Previous studies have shown that, compared with ranitidine, omeprazole is a cost-effective treatment for acid-related disease. However, since more evidence is continually emerging and since prices vary, both across countries and with the passage of time, re-evaluation is necessary. Furthermore, it is important to critically review various methodological aspects. Using the Markov chain approach, this paper analyses the relative cost-effectiveness of omeprazole and ranitidine in the intermittent treatment of duodenal ulcer in Great Britain. The importance for the result of inclusion and exclusion of relapses and the length of the time-period studied are also investigated. While both factors are important, the effect of including relapses in the analysis is more important than the effect of extending the time-period. It is found that the treatment alternative with omeprazole is relatively more cost-effective when relapses are excluded compared with when relapses are included. We conclude that, while the time-period studied should always be extended as much as data allow, the inclusion of relapses seems to be of more crucial importance and is therefore strongly recommended.
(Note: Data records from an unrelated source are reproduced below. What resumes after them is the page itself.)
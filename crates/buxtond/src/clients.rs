//! Connected-client state.
//!
//! Each accepted socket becomes a [`Client`]: peer credentials captured
//! once at accept time, the peer's Smack label re-read on every inbound
//! message, a read buffer that accumulates frames, and a FIFO queue of
//! encoded frames awaiting write readiness. The [`ClientTable`] gives the
//! event loop O(1) lookup by descriptor.

use std::collections::{HashMap, VecDeque};
use std::io::{self, Read, Write};
use std::os::fd::{AsRawFd, RawFd};
use std::os::unix::net::UnixStream;

use nix::sys::socket::{getsockopt, sockopt};
use tracing::debug;

use buxton_proto::Label;

const CLIENT_TARGET: &str = concat!(env!("CARGO_PKG_NAME"), "::clients");

/// Peer credentials captured when the connection is accepted.
#[derive(Debug, Clone, Copy, PartialEq, Eq)]
pub struct Credentials {
    /// Effective uid of the peer.
    pub uid: u32,
    /// Process id of the peer.
    pub pid: i32,
}

/// One connected peer.
#[derive(Debug)]
pub struct Client {
    stream: UnixStream,
    credentials: Credentials,
    label: Option<Label>,
    read_buffer: Vec<u8>,
    write_queue: VecDeque<Vec<u8>>,
    write_offset: usize,
    subscriptions: Vec<(String, Option<String>)>,
}

impl Client {
    /// Wraps an accepted stream, capturing the peer's credentials.
    ///
    /// # Errors
    ///
    /// Returns an error when the credentials cannot be read, in which case
    /// the connection is refused.
    pub fn accept(stream: UnixStream) -> io::Result<Self> {
        let credentials = peer_credentials(&stream)?;
        let label = peer_label(&stream);
        Ok(Self {
            stream,
            credentials,
            label,
            read_buffer: Vec::new(),
            write_queue: VecDeque::new(),
            write_offset: 0,
            subscriptions: Vec::new(),
        })
    }

    /// Returns the client's descriptor.
    #[must_use]
    pub fn fd(&self) -> RawFd {
        self.stream.as_raw_fd()
    }

    /// Returns the underlying stream.
    #[must_use]
    pub fn stream(&self) -> &UnixStream {
        &self.stream
    }

    /// Returns the credentials captured at accept time.
    #[must_use]
    pub fn credentials(&self) -> Credentials {
        self.credentials
    }

    /// Returns the most recently read peer label.
    #[must_use]
    pub fn label(&self) -> Option<&Label> {
        self.label.as_ref()
    }

    /// Re-reads the peer's label from the socket. The kernel may relabel a
    /// running peer, so this happens before every dispatched message.
    pub fn refresh_label(&mut self) {
        self.label = peer_label(&self.stream);
    }

    /// Appends raw bytes read from the socket to the frame buffer.
    pub fn buffer_input(&mut self, bytes: &[u8]) {
        self.read_buffer.extend_from_slice(bytes);
    }

    /// Returns the current frame buffer.
    #[must_use]
    pub fn buffered(&self) -> &[u8] {
        &self.read_buffer
    }

    /// Removes and returns the first `len` buffered bytes.
    pub fn take_frame(&mut self, len: usize) -> Vec<u8> {
        let frame: Vec<u8> = self.read_buffer.drain(..len).collect();
        frame
    }

    /// Queues an encoded frame for delivery.
    pub fn enqueue(&mut self, frame: Vec<u8>) {
        self.write_queue.push_back(frame);
    }

    /// Returns `true` when frames are waiting to be written.
    #[must_use]
    pub fn has_pending_writes(&self) -> bool {
        !self.write_queue.is_empty()
    }

    /// Writes queued frames until the queue empties or the socket stops
    /// accepting bytes.
    ///
    /// # Errors
    ///
    /// Returns the underlying write error; the caller evicts the client.
    pub fn flush(&mut self) -> io::Result<()> {
        while let Some(frame) = self.write_queue.front() {
            match self.stream.write(&frame[self.write_offset..]) {
                Ok(written) => {
                    self.write_offset += written;
                    if self.write_offset >= frame.len() {
                        self.write_queue.pop_front();
                        self.write_offset = 0;
                    }
                }
                Err(error) if error.kind() == io::ErrorKind::WouldBlock => return Ok(()),
                Err(error) if error.kind() == io::ErrorKind::Interrupted => {}
                Err(error) => return Err(error),
            }
        }
        Ok(())
    }

    /// Reads every byte currently available on the socket into the frame
    /// buffer. Returns `true` while the connection is open.
    ///
    /// # Errors
    ///
    /// Returns the underlying read error; the caller evicts the client.
    pub fn drain_socket(&mut self) -> io::Result<bool> {
        let mut chunk = [0_u8; 4096];
        loop {
            match (&self.stream).read(&mut chunk) {
                Ok(0) => return Ok(false),
                Ok(read) => self.buffer_input(&chunk[..read]),
                Err(error) if error.kind() == io::ErrorKind::WouldBlock => return Ok(true),
                Err(error) if error.kind() == io::ErrorKind::Interrupted => {}
                Err(error) => return Err(error),
            }
        }
    }

    /// Records a subscription for retraction at disconnect.
    pub fn track_subscription(&mut self, group: String, name: Option<String>) {
        self.subscriptions.push((group, name));
    }

    /// Forgets a retracted subscription.
    pub fn untrack_subscription(&mut self, group: &str, name: Option<&str>) {
        self.subscriptions
            .retain(|(g, n)| !(g == group && n.as_deref() == name));
    }

    /// Returns the subscriptions held by this client.
    #[must_use]
    pub fn subscriptions(&self) -> &[(String, Option<String>)] {
        &self.subscriptions
    }
}

/// Active clients, keyed by descriptor for O(1) event-loop lookup.
#[derive(Debug, Default)]
pub struct ClientTable {
    clients: HashMap<RawFd, Client>,
}

impl ClientTable {
    /// Creates an empty table.
    #[must_use]
    pub fn new() -> Self {
        Self::default()
    }

    /// Inserts an accepted client and returns its descriptor.
    pub fn insert(&mut self, client: Client) -> RawFd {
        let fd = client.fd();
        debug!(
            target: CLIENT_TARGET,
            fd,
            uid = client.credentials.uid,
            pid = client.credentials.pid,
            "client connected"
        );
        self.clients.insert(fd, client);
        fd
    }

    /// Looks up a client by descriptor.
    #[must_use]
    pub fn get_mut(&mut self, fd: RawFd) -> Option<&mut Client> {
        self.clients.get_mut(&fd)
    }

    /// Removes a client; the socket closes when the entry drops.
    pub fn remove(&mut self, fd: RawFd) -> Option<Client> {
        let client = self.clients.remove(&fd);
        if client.is_some() {
            debug!(target: CLIENT_TARGET, fd, "client removed");
        }
        client
    }

    /// Iterates over all connected clients.
    pub fn iter(&self) -> impl Iterator<Item = &Client> {
        self.clients.values()
    }

    /// Returns the number of connected clients.
    #[must_use]
    pub fn len(&self) -> usize {
        self.clients.len()
    }

    /// Returns `true` when no clients are connected.
    #[must_use]
    pub fn is_empty(&self) -> bool {
        self.clients.is_empty()
    }

    /// Drains every client, closing their sockets.
    pub fn clear(&mut self) {
        self.clients.clear();
    }

    /// Returns the descriptors of every connected client.
    #[must_use]
    pub fn fds(&self) -> Vec<RawFd> {
        self.clients.keys().copied().collect()
    }
}

fn peer_credentials(stream: &UnixStream) -> io::Result<Credentials> {
    let creds = getsockopt(stream, sockopt::PeerCredentials)
        .map_err(|errno| io::Error::from_raw_os_error(errno as i32))?;
    Ok(Credentials {
        uid: creds.uid(),
        pid: creds.pid(),
    })
}

/// Reads the peer's Smack label from the socket, if the kernel provides
/// one. Absent label support, clients are unlabelled and label checks are
/// skipped for them.
fn peer_label(stream: &UnixStream) -> Option<Label> {
    let mut buffer = [0_u8; 256];
    let mut len = buffer.len() as libc::socklen_t;
    // SAFETY: the buffer outlives the call and len describes its capacity.
    let rc = unsafe {
        libc::getsockopt(
            stream.as_raw_fd(),
            libc::SOL_SOCKET,
            libc::SO_PEERSEC,
            buffer.as_mut_ptr().cast(),
            &mut len,
        )
    };
    if rc != 0 {
        return None;
    }
    let raw = &buffer[..len as usize];
    let text = raw.split(|byte| *byte == 0).next()?;
    let text = std::str::from_utf8(text).ok()?;
    Label::new(text).ok()
}

#[cfg(test)]
mod tests {
    use super::*;

    fn pair() -> (Client, UnixStream) {
        let (server, client) = UnixStream::pair().expect("socketpair");
        server.set_nonblocking(true).expect("nonblocking");
        (Client::accept(server).expect("accept"), client)
    }

    #[test]
    fn credentials_reflect_this_process() {
        let (client, _peer) = pair();
        assert_eq!(client.credentials().uid, nix::unistd::geteuid().as_raw());
        assert_eq!(client.credentials().pid, nix::unistd::getpid().as_raw());
    }

    #[test]
    fn drain_socket_buffers_available_bytes() {
        let (mut client, mut peer) = pair();
        peer.write_all(b"hello").expect("write");
        assert!(client.drain_socket().expect("drain"));
        assert_eq!(client.buffered(), b"hello");
    }

    #[test]
    fn drain_socket_reports_eof() {
        let (mut client, peer) = pair();
        drop(peer);
        assert!(!client.drain_socket().expect("drain"));
    }

    #[test]
    fn flush_delivers_queued_frames_in_order() {
        let (mut client, mut peer) = pair();
        client.enqueue(vec![1, 2]);
        client.enqueue(vec![3]);
        client.flush().expect("flush");
        assert!(!client.has_pending_writes());

        let mut received = [0_u8; 3];
        peer.read_exact(&mut received).expect("read");
        assert_eq!(received, [1, 2, 3]);
    }

    #[test]
    fn take_frame_consumes_the_buffer_front() {
        let (mut client, _peer) = pair();
        client.buffer_input(&[1, 2, 3, 4]);
        assert_eq!(client.take_frame(3), vec![1, 2, 3]);
        assert_eq!(client.buffered(), &[4]);
    }

    #[test]
    fn table_lookup_is_by_descriptor() {
        let (client, _peer) = pair();
        let mut table = ClientTable::new();
        let fd = table.insert(client);
        assert!(table.get_mut(fd).is_some());
        assert!(table.remove(fd).is_some());
        assert!(table.remove(fd).is_none());
    }

    #[test]
    fn subscription_tracking_round_trips() {
        let (mut client, _peer) = pair();
        client.track_subscription("net".into(), Some("mtu".into()));
        client.track_subscription("net".into(), None);
        client.untrack_subscription("net", Some("mtu"));
        assert_eq!(client.subscriptions(), &[("net".to_string(), None)]);
    }
}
With regard to the comparison between the 2 strategies, the analysis shows, firstly, that the omeprazole strategy is more effective than the ranitidine strategy in providing healthy days (i.e. ulcer-free days). When relapses are included and when a period of 5 years is considered, the difference ranges between 32 and 53 days, depending on the relapse rate. Secondly, the omeprazole strategy is less costly when both direct and indirect costs are considered. Hence, it is concluded that, in Great Britain, the omeprazole strategy is a superior treatment alternative to ranitidine, with a lower cost and a better effect.